Kondisi masyarakat tersebut mencakup kondisi geografis, historisitas dan juga
kondisi sosial. Sang arsitek ketika ingin mendesain sebuah bangunan yang layak
disebut sebagai tempat tinggal, tentu perlu pertimbangan yang matang di dalam
proses perencanaannya. Arsitektur sebuah bangunan tentu mendapat perhatian yang
sangat lebih. Sebab setiap bentukan arsitektur selalu diawali dengan adanya
aktivitas manusia yang menjadi penggerak lahirnya wadah aktivitas tersebut.
Hubungan antara satu aktivitas dengan aktivitas lainnya, atau antara satu
kelompok aktivitas dengan kelompok aktivitas lainnya terstruktur dalam satu
organisasi ruang atau tatanan ruang.
Dalam arsitektur, makna
diekspresikan melalui media spasial, temporal dan fisikal. Makna berhubungan
dengan interpretasi terhadap fungsi dan bentuk arsitektur, namun hubungan makna
dan bentuk arsitektur juga dipengaruhi oleh berbagai aspek yang berada di luar
arsitektur. Meskipun manusia adalah makhluk yang mempunyai kemampuan adaptasi
sangat tinggi, tetapi persepsinya mengenai lingkungan fisik juga dipengaruhi
oleh hal-hal yang sudah dikenalnya termasuk nilai-nilai agama yang diyakininya.

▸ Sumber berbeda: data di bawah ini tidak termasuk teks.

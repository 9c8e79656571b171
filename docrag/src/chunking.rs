//! Document chunking strategies.
//!
//! This module provides the [`Chunker`] trait and two implementations:
//!
//! - [`RecursiveChunker`]: splits at paragraph, line, sentence, then word
//!   boundaries before falling back to single characters
//! - [`FixedSizeChunker`]: plain character windows with configurable overlap
//!
//! All sizes are counted in characters, so multi-byte text never gets cut
//! inside a code point. Chunks never span pages.

use std::collections::VecDeque;

use crate::document::{Chunk, Document, chunk_id};
use crate::error::{RagError, Result};

/// Separators tried by [`RecursiveChunker`], coarsest first.
pub const DEFAULT_SEPARATORS: &[&str] = &["\n\n", "\n", ". ", "! ", "? ", " "];

/// A strategy for splitting documents into chunks.
///
/// Implementations produce [`Chunk`]s with text and metadata but no embeddings.
/// Embeddings are attached later by the ingestion pipeline.
pub trait Chunker: Send + Sync {
    /// Split a document into chunks, numbered in document order.
    ///
    /// # Errors
    ///
    /// Returns [`RagError::InvalidInput`] if the document has no text or the
    /// chunker's sizes are inconsistent.
    fn chunk(&self, document: &Document) -> Result<Vec<Chunk>>;
}

fn validate_sizes(chunk_size: usize, chunk_overlap: usize) -> Result<()> {
    if chunk_size == 0 {
        return Err(RagError::invalid_input("chunk size must be greater than zero"));
    }
    if chunk_overlap >= chunk_size {
        return Err(RagError::invalid_input(format!(
            "chunk overlap ({chunk_overlap}) must be less than chunk size ({chunk_size})"
        )));
    }
    Ok(())
}

fn char_len(text: &str) -> usize {
    text.chars().count()
}

/// Split `text` into chunks of at most `chunk_size` characters.
///
/// This is the splitting policy behind [`RecursiveChunker`], exposed for
/// callers that only have a string.
///
/// # Errors
///
/// Returns [`RagError::InvalidInput`] if `text` is empty or whitespace-only,
/// `chunk_size` is zero, or `chunk_overlap >= chunk_size`.
pub fn split_text(text: &str, chunk_size: usize, chunk_overlap: usize) -> Result<Vec<String>> {
    validate_sizes(chunk_size, chunk_overlap)?;
    if text.trim().is_empty() {
        return Err(RagError::invalid_input("document text is empty"));
    }
    Ok(split_recursive(text, chunk_size, chunk_overlap, DEFAULT_SEPARATORS))
}

/// Split with the first separator present in `text`, merge the pieces back
/// up to `chunk_size`, and recurse with finer separators into any piece that
/// is still too large.
fn split_recursive(
    text: &str,
    chunk_size: usize,
    chunk_overlap: usize,
    separators: &[&str],
) -> Vec<String> {
    if char_len(text) <= chunk_size {
        return if text.trim().is_empty() { Vec::new() } else { vec![text.to_string()] };
    }

    let (pieces, finer) = match separators.iter().position(|sep| text.contains(sep)) {
        Some(i) => (split_keeping_separator(text, separators[i]), &separators[i + 1..]),
        None => (split_chars(text), &separators[separators.len()..]),
    };

    let mut chunks = Vec::new();
    let mut pending: Vec<&str> = Vec::new();

    for piece in pieces {
        if char_len(piece) <= chunk_size {
            pending.push(piece);
            continue;
        }
        if !pending.is_empty() {
            chunks.extend(merge_pieces(&pending, chunk_size, chunk_overlap));
            pending.clear();
        }
        chunks.extend(split_recursive(piece, chunk_size, chunk_overlap, finer));
    }

    if !pending.is_empty() {
        chunks.extend(merge_pieces(&pending, chunk_size, chunk_overlap));
    }

    chunks
}

/// Split text at a separator while keeping the separator attached to the preceding segment.
fn split_keeping_separator<'a>(text: &'a str, separator: &str) -> Vec<&'a str> {
    let mut result = Vec::new();
    let mut start = 0;

    while let Some(pos) = text[start..].find(separator) {
        let end = start + pos + separator.len();
        result.push(&text[start..end]);
        start = end;
    }

    if start < text.len() {
        result.push(&text[start..]);
    }

    result
}

fn split_chars(text: &str) -> Vec<&str> {
    text.char_indices().map(|(i, c)| &text[i..i + c.len_utf8()]).collect()
}

/// Greedily pack pieces into chunks of at most `chunk_size` characters.
///
/// After a chunk is emitted, trailing pieces totalling at most
/// `chunk_overlap` characters are carried into the next one.
fn merge_pieces(pieces: &[&str], chunk_size: usize, chunk_overlap: usize) -> Vec<String> {
    let mut chunks = Vec::new();
    let mut window: VecDeque<(&str, usize)> = VecDeque::new();
    let mut total = 0;

    for &piece in pieces {
        let len = char_len(piece);
        if total + len > chunk_size && !window.is_empty() {
            push_window(&mut chunks, &window);
            while let Some(&(_, front_len)) = window.front() {
                if total <= chunk_overlap && total + len <= chunk_size {
                    break;
                }
                window.pop_front();
                total -= front_len;
            }
        }
        window.push_back((piece, len));
        total += len;
    }

    if !window.is_empty() {
        push_window(&mut chunks, &window);
    }

    chunks
}

fn push_window(chunks: &mut Vec<String>, window: &VecDeque<(&str, usize)>) {
    let text: String = window.iter().map(|(piece, _)| *piece).collect();
    if !text.trim().is_empty() {
        chunks.push(text);
    }
}

/// Character windows with overlap.
fn split_fixed(text: &str, chunk_size: usize, chunk_overlap: usize) -> Vec<String> {
    let bounds: Vec<usize> =
        text.char_indices().map(|(i, _)| i).chain(std::iter::once(text.len())).collect();
    let char_count = bounds.len() - 1;
    let step = chunk_size - chunk_overlap;

    let mut chunks = Vec::new();
    let mut start = 0;
    while start < char_count {
        let end = (start + chunk_size).min(char_count);
        let piece = &text[bounds[start]..bounds[end]];
        if !piece.trim().is_empty() {
            chunks.push(piece.to_string());
        }
        if end == char_count {
            break;
        }
        start += step;
    }
    chunks
}

/// Build chunks page by page, numbering them across the whole document.
fn chunk_pages<F>(document: &Document, mut split: F) -> Vec<Chunk>
where
    F: FnMut(&str) -> Vec<String>,
{
    let mut chunks = Vec::new();
    for page in &document.pages {
        if page.text.trim().is_empty() {
            continue;
        }
        for text in split(&page.text) {
            let index = chunks.len();
            let mut metadata = document.metadata.clone();
            metadata.insert("chunk_index".to_string(), index.to_string());
            metadata.insert("source".to_string(), document.id.clone());
            if let Some(number) = page.number {
                metadata.insert("page".to_string(), number.to_string());
            }
            chunks.push(Chunk {
                id: chunk_id(&document.id, index),
                text,
                embedding: Vec::new(),
                metadata,
                document_id: document.id.clone(),
                page: page.number,
                index,
            });
        }
    }
    chunks
}

fn ensure_text(document: &Document) -> Result<()> {
    if document.is_blank() {
        return Err(RagError::invalid_input(format!("document '{}' has no text", document.id)));
    }
    Ok(())
}

/// Splits text hierarchically: paragraphs → lines → sentences → words → characters.
///
/// The first separator found in a page is used to cut it into pieces, which
/// are merged back into chunks of up to `chunk_size` characters with up to
/// `chunk_overlap` characters carried between neighbours. Pieces that are
/// still too large are split again with the next, finer separator.
///
/// Chunk IDs are generated as `{document_id}_{chunk_index}`. Each chunk inherits
/// the parent document's metadata plus `chunk_index`, `source` and `page` fields.
///
/// # Example
///
/// ```rust,ignore
/// use docrag::RecursiveChunker;
///
/// let chunker = RecursiveChunker::new(1000, 0);
/// let chunks = chunker.chunk(&document)?;
/// ```
#[derive(Debug, Clone)]
pub struct RecursiveChunker {
    chunk_size: usize,
    chunk_overlap: usize,
}

impl RecursiveChunker {
    /// Create a new `RecursiveChunker`.
    ///
    /// # Arguments
    ///
    /// * `chunk_size`: maximum number of characters per chunk
    /// * `chunk_overlap`: number of overlapping characters between consecutive chunks
    pub fn new(chunk_size: usize, chunk_overlap: usize) -> Self {
        Self { chunk_size, chunk_overlap }
    }
}

impl Chunker for RecursiveChunker {
    fn chunk(&self, document: &Document) -> Result<Vec<Chunk>> {
        validate_sizes(self.chunk_size, self.chunk_overlap)?;
        ensure_text(document)?;
        Ok(chunk_pages(document, |text| {
            split_recursive(text, self.chunk_size, self.chunk_overlap, DEFAULT_SEPARATORS)
        }))
    }
}

/// Splits text into fixed-size character windows with configurable overlap.
///
/// # Example
///
/// ```rust,ignore
/// use docrag::FixedSizeChunker;
///
/// let chunker = FixedSizeChunker::new(256, 50);
/// let chunks = chunker.chunk(&document)?;
/// ```
#[derive(Debug, Clone)]
pub struct FixedSizeChunker {
    chunk_size: usize,
    chunk_overlap: usize,
}

impl FixedSizeChunker {
    /// Create a new `FixedSizeChunker`.
    ///
    /// # Arguments
    ///
    /// * `chunk_size`: maximum number of characters per chunk
    /// * `chunk_overlap`: number of overlapping characters between consecutive chunks
    pub fn new(chunk_size: usize, chunk_overlap: usize) -> Self {
        Self { chunk_size, chunk_overlap }
    }
}

impl Chunker for FixedSizeChunker {
    fn chunk(&self, document: &Document) -> Result<Vec<Chunk>> {
        validate_sizes(self.chunk_size, self.chunk_overlap)?;
        ensure_text(document)?;
        Ok(chunk_pages(document, |text| split_fixed(text, self.chunk_size, self.chunk_overlap)))
    }
}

Makna dalam arsitektur seakan adalah segenap pesan yang terkandung di dalam
tatanannya. Dalam tatanan arsitektur tersebut terdapat sejumlah makna yang
dapat diklasifkasikan ke dalam dua kelompok. Pertama, adalah makna yang melekat
pada bentuk arsitekturnya tanpa perlu interpretasi dari manusia pengamat atau
penggunanya (makna konkrit). Kelompok kedua adalah sejumlah makna yang terkait
erat dengan pemikiran manusia, baik yang dibubuhkan pada tatanan arsitektur
oleh perancangnya maupun makna yang lahir dari pengalaman penggunanya.
Orang Timor pada umumnya
menyebut rumah sebagai Uma, baik itu
yang mencakup rumah dalam artian sebagai tempat tinggal atau juga merujuk pada
tempat mempersembahkan bahan persembahan kepada para leluhur. Istilah Uma berasal dari bahasa Tetun (bahasa
yang digunakan oleh orang Timor pada umumnya) dan istilah ini merupakan istilah
umum untuk menyebut rumah. Istilah ini pun mengacu kepada bentuk fisik bangunan
sebagai tempat tinggal manusia agar mereka dapat terlindungi dari
ketidaknyamanan hidup yang disebabkan oleh kepanasan terik matahari atau udara
yang sangat dingin dan musibah-musibah alam serta ancaman-ancaman yang
membahayakan hidup mereka. Istilah Uma bermakna
sebagai sebuah tempat tinggal yang biasanya disebut Uma Tur Fatin dan sebuah tempat tinggal yang biasanya dihuni oleh
sebuah keluarga rumah tangga atau yang disebut dengan istilah Uma Kain.
Rangka-rangka
bangunan uma ini biasanya
terbuat dari kayu-kayu balok, bambu betung yang besar dan atapnya dari
alang-alang dan gaun gewang. Bangunan uma
ini biasanya mempunyai dua pintu, sebuah menghadap ke arah matahari terbit yang
disebut, oda matan lor, dan
pintu yang lain menghadap ke arah matahari terbenam yang disebut, oda matan rae. Ternyata tidak
sesederhana itu, orang Timor memiliki makna khusus mengenai tata letak
tersebut, Oda matan lor yang
diperuntukkan bagi tamu dan kaum laki-laki harus menghadap ke sebelah Timur
atau sebelah matahari terbit karena jurusan ini dianggap sebagai posisi yang
membawa keberuntungan, kesejahteraan material, kehidupan, kebaikan dan prospek
yang cerah dalam hidup sebagaimana sang surya yang mulai menyinari bumi dengan
sinarnya yang terang benderang dan terik panasnya.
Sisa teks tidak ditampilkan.